Leading worship for kids!
I think I have posted on here before about my experiences leading worship for a special girls’ discipleship group that meets once a month on a Friday night at my church. Those times have been great. For me, they’ve been all the joy and none of the stress of leading worship.* I just have a loopy grin on my face for much of the time, because there are few things more satisfying than seeing and hearing a whole bunch of kids singing their hearts out, worshiping God.
After the last event, I had a conversation with the children’s ministry pastor, Heidie, where she asked what I thought about maybe, at some point in the future, leading worship on Sunday mornings for what our church calls SuperChurch, for the 6-12yos. (This part of our church’s ministry is burgeoning, thanks to a successful bus ministry, with the “bus pastor” having received training at Bill Wilson’s Metro Ministries in Brooklyn. We typically have 70-85 kids on a Sunday morning, which is a lot for a semi-smallish church.) I didn’t know there was a need for another worship leader in there. There is a man, a faithful brother in Christ, who has led worship for SuperChurch for… uh… at least a decade. And I know that, from time to time, he helps train up other worship leaders to help lighten the load, and that SuperChurch is in a continual search for ways to help kids really connect with God in worship. However, I did not know that they had been in prayer, for more than a year, for some serious help with worship.

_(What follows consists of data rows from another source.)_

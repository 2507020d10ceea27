use std::path::Path;
use std::path::PathBuf;

use serde_json::Value;

use crate::NfoError;
use crate::NfoResult;
use crate::record::RawRecord;

/// Suffix yt-dlp gives metadata files written with `--write-info-json`.
pub const INFO_JSON_SUFFIX: &str = ".info.json";
/// Extension of the generated sidecar.
pub const NFO_EXTENSION: &str = "nfo";

const EXTRACTOR_FIELD: &str = "extractor";
const FILENAME_FIELD: &str = "_filename";

/// A metadata file and the record it contains.
#[derive(Debug, Clone)]
pub struct InfoJson {
	path: PathBuf,
	record: RawRecord,
}

impl InfoJson {
	/// Read and parse a metadata file. The top level must be a JSON object.
	pub fn read(path: impl Into<PathBuf>) -> NfoResult<Self> {
		let path = path.into();
		let content = std::fs::read_to_string(&path)?;
		let value: Value = serde_json::from_str(&content).map_err(|e| {
			NfoError::InvalidRecord {
				path: path.display().to_string(),
				reason: e.to_string(),
			}
		})?;

		let Value::Object(fields) = value else {
			return Err(NfoError::InvalidRecord {
				path: path.display().to_string(),
				reason: "expected a json object".to_string(),
			});
		};

		Ok(Self {
			path,
			record: RawRecord::new(fields),
		})
	}

	pub fn from_record(path: impl Into<PathBuf>, record: RawRecord) -> Self {
		Self {
			path: path.into(),
			record,
		}
	}

	pub fn path(&self) -> &Path {
		&self.path
	}

	pub fn record(&self) -> &RawRecord {
		&self.record
	}

	/// The record's extractor, normalized into a template name.
	pub fn extractor(&self) -> Option<String> {
		self.record.get_str(EXTRACTOR_FIELD).map(normalize_extractor)
	}

	/// Where the sidecar for this file goes.
	///
	/// `video.info.json` becomes `video.nfo`. Other names fall back to the
	/// media file recorded in `_filename`, then to the metadata path itself.
	pub fn nfo_path(&self) -> PathBuf {
		let file_name = self
			.path
			.file_name()
			.map(|name| name.to_string_lossy().into_owned())
			.unwrap_or_default();

		if let Some(stem) = file_name.strip_suffix(INFO_JSON_SUFFIX) {
			return self.path.with_file_name(format!("{stem}.{NFO_EXTENSION}"));
		}

		if let Some(media) = self.record.get_str(FILENAME_FIELD) {
			return Path::new(media).with_extension(NFO_EXTENSION);
		}

		let mut path = self.path.clone().into_os_string();
		path.push(format!(".{NFO_EXTENSION}"));
		PathBuf::from(path)
	}
}

/// Lower-case an extractor name and replace characters that cannot appear
/// in file names, so `Twitch:VOD` maps to the `twitch_vod` template.
pub fn normalize_extractor(extractor: &str) -> String {
	extractor
		.to_lowercase()
		.chars()
		.map(|ch| {
			if matches!(ch, ':' | '?' | '*' | '/' | '\\') {
				'_'
			} else {
				ch
			}
		})
		.collect()
}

I don’t think I would call myself “serious help,” but after some folks who decide such things had several conversations about the topic, I was asked to lead, approximately half the time, starting in October. I’m very excited about it.

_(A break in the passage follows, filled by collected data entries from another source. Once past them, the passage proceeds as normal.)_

use std::path::Path;

use crate::NfoError;
use crate::NfoResult;
use crate::element::Element;
use crate::interpreter;
use crate::record::RawRecord;
use crate::store::TemplateStore;
use crate::template::Template;
use crate::xml;

/// Where an [`Nfo`] is in its lifecycle.
#[derive(Debug, Clone, Copy, PartialEq, Eq)]
pub enum NfoState {
	/// No template could be loaded for the extractor.
	Unloaded,
	/// A template is loaded and nothing has been generated yet.
	TemplateLoaded,
	/// The last call to [`Nfo::generate`] succeeded.
	Generated,
	/// The last call to [`Nfo::generate`] failed; no tree is available.
	Failed,
}

/// The output tree for one extractor's template.
///
/// Each successful [`Nfo::generate`] replaces the previous tree. A failed
/// generation discards it, so serialization is only possible right after a
/// success.
#[derive(Debug)]
pub struct Nfo {
	extractor: String,
	template: Option<Template>,
	load_error: Option<NfoError>,
	state: NfoState,
	root: Option<Element>,
}

impl Nfo {
	/// Load the template for `extractor` from `store`.
	///
	/// A missing or broken template does not fail construction; the nfo stays
	/// [`NfoState::Unloaded`] and keeps the error in [`Nfo::load_error`].
	pub fn load(store: &TemplateStore, extractor: &str) -> Self {
		match store.load(extractor) {
			Ok(template) => Self::from_template(extractor, template),
			Err(error) => {
				tracing::error!(extractor, "{error}");
				Self {
					extractor: extractor.to_string(),
					template: None,
					load_error: Some(error),
					state: NfoState::Unloaded,
					root: None,
				}
			}
		}
	}

	pub fn from_template(extractor: impl Into<String>, template: Template) -> Self {
		Self {
			extractor: extractor.into(),
			template: Some(template),
			load_error: None,
			state: NfoState::TemplateLoaded,
			root: None,
		}
	}

	pub fn extractor(&self) -> &str {
		&self.extractor
	}

	pub fn template(&self) -> Option<&Template> {
		self.template.as_ref()
	}

	/// Why the template could not be loaded, if it could not.
	pub fn load_error(&self) -> Option<&NfoError> {
		self.load_error.as_ref()
	}

	/// Take the load error out, e.g. to return it to a caller.
	pub fn take_load_error(&mut self) -> Option<NfoError> {
		self.load_error.take()
	}

	pub fn state(&self) -> NfoState {
		self.state
	}

	pub fn is_template_loaded(&self) -> bool {
		self.template.is_some()
	}

	pub fn is_generated(&self) -> bool {
		self.state == NfoState::Generated
	}

	/// The tree from the last successful generation.
	pub fn root(&self) -> Option<&Element> {
		self.root.as_ref()
	}

	/// Generate the output tree for `record`.
	///
	/// Errors are logged here and leave the nfo [`NfoState::Failed`] with no
	/// tree; the caller decides whether to skip the record or abort.
	pub fn generate(&mut self, record: &RawRecord) -> NfoResult<&Element> {
		let Some(template) = self.template.as_ref() else {
			return Err(NfoError::TemplateNotLoaded {
				extractor: self.extractor.clone(),
			});
		};

		self.root = None;
		match interpreter::generate(template, record) {
			Ok(root) => {
				self.state = NfoState::Generated;
				Ok(self.root.insert(root))
			}
			Err(error) => {
				if error.is_generation_error() {
					tracing::warn!(extractor = %self.extractor, "{error}");
				} else {
					tracing::error!(extractor = %self.extractor, "{error}");
				}
				self.state = NfoState::Failed;
				Err(error)
			}
		}
	}

	/// Serialize the generated tree.
	pub fn to_xml(&self) -> NfoResult<String> {
		match (&self.state, &self.root) {
			(NfoState::Generated, Some(root)) => xml::to_xml_string(root),
			_ => Err(NfoError::NotGenerated),
		}
	}

	/// Serialize the generated tree and write it to `path`.
	pub fn write(&self, path: &Path) -> NfoResult<()> {
		let contents = self.to_xml()?;
		xml::write_atomic(path, &contents)
	}
}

I think it’s fine (and often necessary) to set goals, and to pursue accomplishments, but for me, it often feels more pure — specially in areas of ministry — when one gets asked to do something. I hope that makes sense. It just feels right in that I was asked to do it; I didn’t pursue it. I wasn’t looking for a stage, I wasn’t hoping for a “promotion.” Heidie asked, I said I would make myself as available as possible to meet whatever need I could, and that was that.

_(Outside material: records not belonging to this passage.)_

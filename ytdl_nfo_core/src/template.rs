use serde_yaml_ng::Mapping;
use serde_yaml_ng::Value as YamlValue;

use crate::NfoError;
use crate::NfoResult;
use crate::conversion::Conversion;
use crate::conversion::DATE_CONVERSION;
use crate::path::NESTING_DELIMITER;

/// Trailing marker turning a key into a table key.
pub const TABLE_MARKER: char = '!';

/// A template key with its table marker decoded.
///
/// `tag!` is a table key named `tag`; `actor>name!` is a table key whose
/// name nests `name` inside `actor`.
#[derive(Debug, Clone, PartialEq, Eq)]
pub struct NodeKey {
	raw: String,
	name: String,
	table: bool,
}

impl NodeKey {
	pub fn parse(raw: impl Into<String>) -> Self {
		let raw = raw.into();
		let table = raw.ends_with(TABLE_MARKER);
		let name = raw.trim_end_matches(TABLE_MARKER).to_string();
		Self { raw, name, table }
	}

	/// The key as written in the template.
	pub fn raw(&self) -> &str {
		&self.raw
	}

	/// The element name with the table marker stripped.
	pub fn name(&self) -> &str {
		&self.name
	}

	pub fn is_table(&self) -> bool {
		self.table
	}

	/// Whether the name contains the nesting delimiter.
	pub fn is_nested(&self) -> bool {
		self.name.contains(NESTING_DELIMITER)
	}
}

/// A node of a loaded template tree.
#[derive(Debug, Clone, PartialEq, Eq)]
pub enum TemplateNode {
	/// Children processed in order against the same parent.
	Sequence(Vec<TemplateNode>),
	/// `name: "{field}"`
	Scalar(ScalarNode),
	/// `name: { value: "{field}", attr: {...}, convert: ... }`
	Attributed(AttributedNode),
}

#[derive(Debug, Clone, PartialEq, Eq)]
pub struct ScalarNode {
	pub key: NodeKey,
	pub value: String,
}

#[derive(Debug, Clone, PartialEq, Eq)]
pub struct AttributedNode {
	pub key: NodeKey,
	pub value: String,
	/// Attribute name to format string, in template order.
	pub attributes: Vec<(String, String)>,
	pub conversion: Option<Conversion>,
}

/// A parsed template: a single root element and the body describing its
/// children.
///
/// ```yaml
/// episodedetails:
///   - title: "{title}"
///   - uniqueid:
///       attr:
///         type: youtube
///         default: "true"
///       value: "{id}"
///   - genre!: "{categories}"
/// ```
#[derive(Debug, Clone, PartialEq, Eq)]
pub struct Template {
	root: String,
	body: TemplateNode,
}

impl Template {
	pub fn new(root: impl Into<String>, body: TemplateNode) -> Self {
		Self {
			root: root.into(),
			body,
		}
	}

	/// Parse a template from YAML source.
	pub fn from_yaml_str(source: &str) -> NfoResult<Self> {
		let value: YamlValue = serde_yaml_ng::from_str(source)
			.map_err(|e| NfoError::InvalidTemplate(format!("not valid yaml: {e}")))?;
		Self::from_yaml(&value)
	}

	/// Build a template from an already parsed YAML document.
	pub fn from_yaml(value: &YamlValue) -> NfoResult<Self> {
		let YamlValue::Mapping(document) = untag(value) else {
			return Err(NfoError::InvalidTemplate(format!(
				"the document must be a mapping with a single root key, found {}",
				describe(value)
			)));
		};

		let mut entries = document.iter();
		let (Some((root, body)), None) = (entries.next(), entries.next()) else {
			return Err(NfoError::InvalidTemplate(format!(
				"the document must have exactly one root key, found {}",
				document.len()
			)));
		};

		let root = scalar_text(root).ok_or_else(|| {
			NfoError::InvalidTemplate(format!("root key must be a string, found {}", describe(root)))
		})?;
		let body = parse_body(body, &root)?;

		Ok(Self { root, body })
	}

	/// Name of the root element.
	pub fn root(&self) -> &str {
		&self.root
	}

	pub fn body(&self) -> &TemplateNode {
		&self.body
	}
}

fn parse_body(value: &YamlValue, parent: &str) -> NfoResult<TemplateNode> {
	match untag(value) {
		YamlValue::Sequence(items) => {
			items
				.iter()
				.map(|item| parse_body(item, parent))
				.collect::<NfoResult<Vec<_>>>()
				.map(TemplateNode::Sequence)
		}
		YamlValue::Mapping(mapping) => parse_mapping(mapping),
		other => {
			Err(NfoError::InvalidTemplate(format!(
				"children of `{parent}` must be a list or mapping of elements, found {}",
				describe(other)
			)))
		}
	}
}

/// A mapping with several keys is read as a sequence of single-key nodes.
fn parse_mapping(mapping: &Mapping) -> NfoResult<TemplateNode> {
	if mapping.is_empty() {
		return Err(NfoError::InvalidTemplate(
			"found an empty mapping where an element was expected".to_string(),
		));
	}

	let mut nodes = mapping
		.iter()
		.map(|(key, value)| parse_element(key, value))
		.collect::<NfoResult<Vec<_>>>()?;

	if nodes.len() == 1 {
		return Ok(nodes.remove(0));
	}

	Ok(TemplateNode::Sequence(nodes))
}

fn parse_element(key: &YamlValue, value: &YamlValue) -> NfoResult<TemplateNode> {
	let raw = scalar_text(key).ok_or_else(|| {
		NfoError::InvalidTemplate(format!("element keys must be strings, found {}", describe(key)))
	})?;
	let key = NodeKey::parse(raw);

	if key.name().is_empty() {
		return Err(NfoError::InvalidTemplate(format!(
			"`{}` has an empty element name",
			key.raw()
		)));
	}

	match untag(value) {
		YamlValue::Mapping(mapping) => parse_attributed(key, mapping).map(TemplateNode::Attributed),
		other => {
			let value = scalar_text(other).ok_or_else(|| {
				NfoError::InvalidTemplate(format!(
					"`{}` must map to a format string or a mapping with `value`, found {}",
					key.raw(),
					describe(other)
				))
			})?;
			Ok(TemplateNode::Scalar(ScalarNode { key, value }))
		}
	}
}

fn parse_attributed(key: NodeKey, mapping: &Mapping) -> NfoResult<AttributedNode> {
	let value = mapping.get("value").and_then(scalar_text).ok_or_else(|| {
		NfoError::InvalidTemplate(format!("`{}` is missing a `value` entry", key.raw()))
	})?;

	let attributes = match mapping.get("attr").map(untag) {
		None | Some(YamlValue::Null) => Vec::new(),
		Some(YamlValue::Mapping(attributes)) => {
			attributes
				.iter()
				.map(|(name, value)| {
					match (scalar_text(name), scalar_text(value)) {
						(Some(name), Some(value)) => Ok((name, value)),
						_ => {
							Err(NfoError::InvalidTemplate(format!(
								"attributes of `{}` must map strings to format strings",
								key.raw()
							)))
						}
					}
				})
				.collect::<NfoResult<Vec<_>>>()?
		}
		Some(other) => {
			return Err(NfoError::InvalidTemplate(format!(
				"`attr` of `{}` must be a mapping, found {}",
				key.raw(),
				describe(other)
			)));
		}
	};

	let conversion = match mapping.get("convert").map(untag) {
		None | Some(YamlValue::Null) => None,
		Some(kind) => Some(parse_conversion(&key, kind, mapping)?),
	};

	Ok(AttributedNode {
		key,
		value,
		attributes,
		conversion,
	})
}

fn parse_conversion(key: &NodeKey, kind: &YamlValue, mapping: &Mapping) -> NfoResult<Conversion> {
	let kind = scalar_text(kind).unwrap_or_default();
	if kind != DATE_CONVERSION {
		return Err(NfoError::InvalidTemplate(format!(
			"`{}` requests unknown conversion `{kind}`",
			key.raw()
		)));
	}

	let pattern = |field: &str| {
		mapping.get(field).and_then(scalar_text).ok_or_else(|| {
			NfoError::InvalidTemplate(format!(
				"`{}` converts dates but has no `{field}` pattern",
				key.raw()
			))
		})
	};

	Ok(Conversion::Date {
		input_format: pattern("input_f")?,
		output_format: pattern("output_f")?,
	})
}

fn untag(value: &YamlValue) -> &YamlValue {
	match value {
		YamlValue::Tagged(tagged) => untag(&tagged.value),
		other => other,
	}
}

fn scalar_text(value: &YamlValue) -> Option<String> {
	match untag(value) {
		YamlValue::String(text) => Some(text.clone()),
		YamlValue::Number(number) => Some(number.to_string()),
		YamlValue::Bool(flag) => Some(flag.to_string()),
		_ => None,
	}
}

fn describe(value: &YamlValue) -> &'static str {
	match untag(value) {
		YamlValue::Null => "null",
		YamlValue::Bool(_) => "a boolean",
		YamlValue::Number(_) => "a number",
		YamlValue::String(_) => "a string",
		YamlValue::Sequence(_) => "a list",
		YamlValue::Mapping(_) => "a mapping",
		YamlValue::Tagged(_) => "a tagged value",
	}
}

To accomodate me leading, I’m no longer going to be teaching the 4s & 5s at church every 5-6 weeks. This past Sunday was my last time teaching; I’ve been doing that for seven years. Oddly enough, since Wesley turns SIX today, and next Sunday will graduate to SuperChurch, we both had the same Sunday as our last day in preschool. Happy-sad. 🙂 😦
* There is no stress because there is a lot of grace extended in the skill area. NOT that we’re called to have sub-par skills in any environment, and I certainly will be working to improve, but certainly compared to a great many other guitar players, mine leaves a lot to be desired. However, I do LOVE to worship. I don’t think I have a fabulous voice (I’m always sadly startled, the few times I’ve heard myself recorded), but it does have presence; I can lead. However, in the other environments in which I’ve led, mostly women’s events, I get really self-concious about my guitar-playing, or that someone with musical skill will be critiquing the fact that all the songs I’ve chosen are in “D,” or I feel compelled to pick songs that aren’t just three-chorders, but then they’re so complex I can’t memorize them, and I spend all my time staring at my chord chart. But, in leading for kids, all that stress evaporates. They don’t care if I flub a chord, they don’t care if all the songs are in the same key, and as far as complexity goes, many times, the simpler the better. So, without my thoughts cluttered, it becomes very easy for me to get down to the thing at hand: WORSHIP.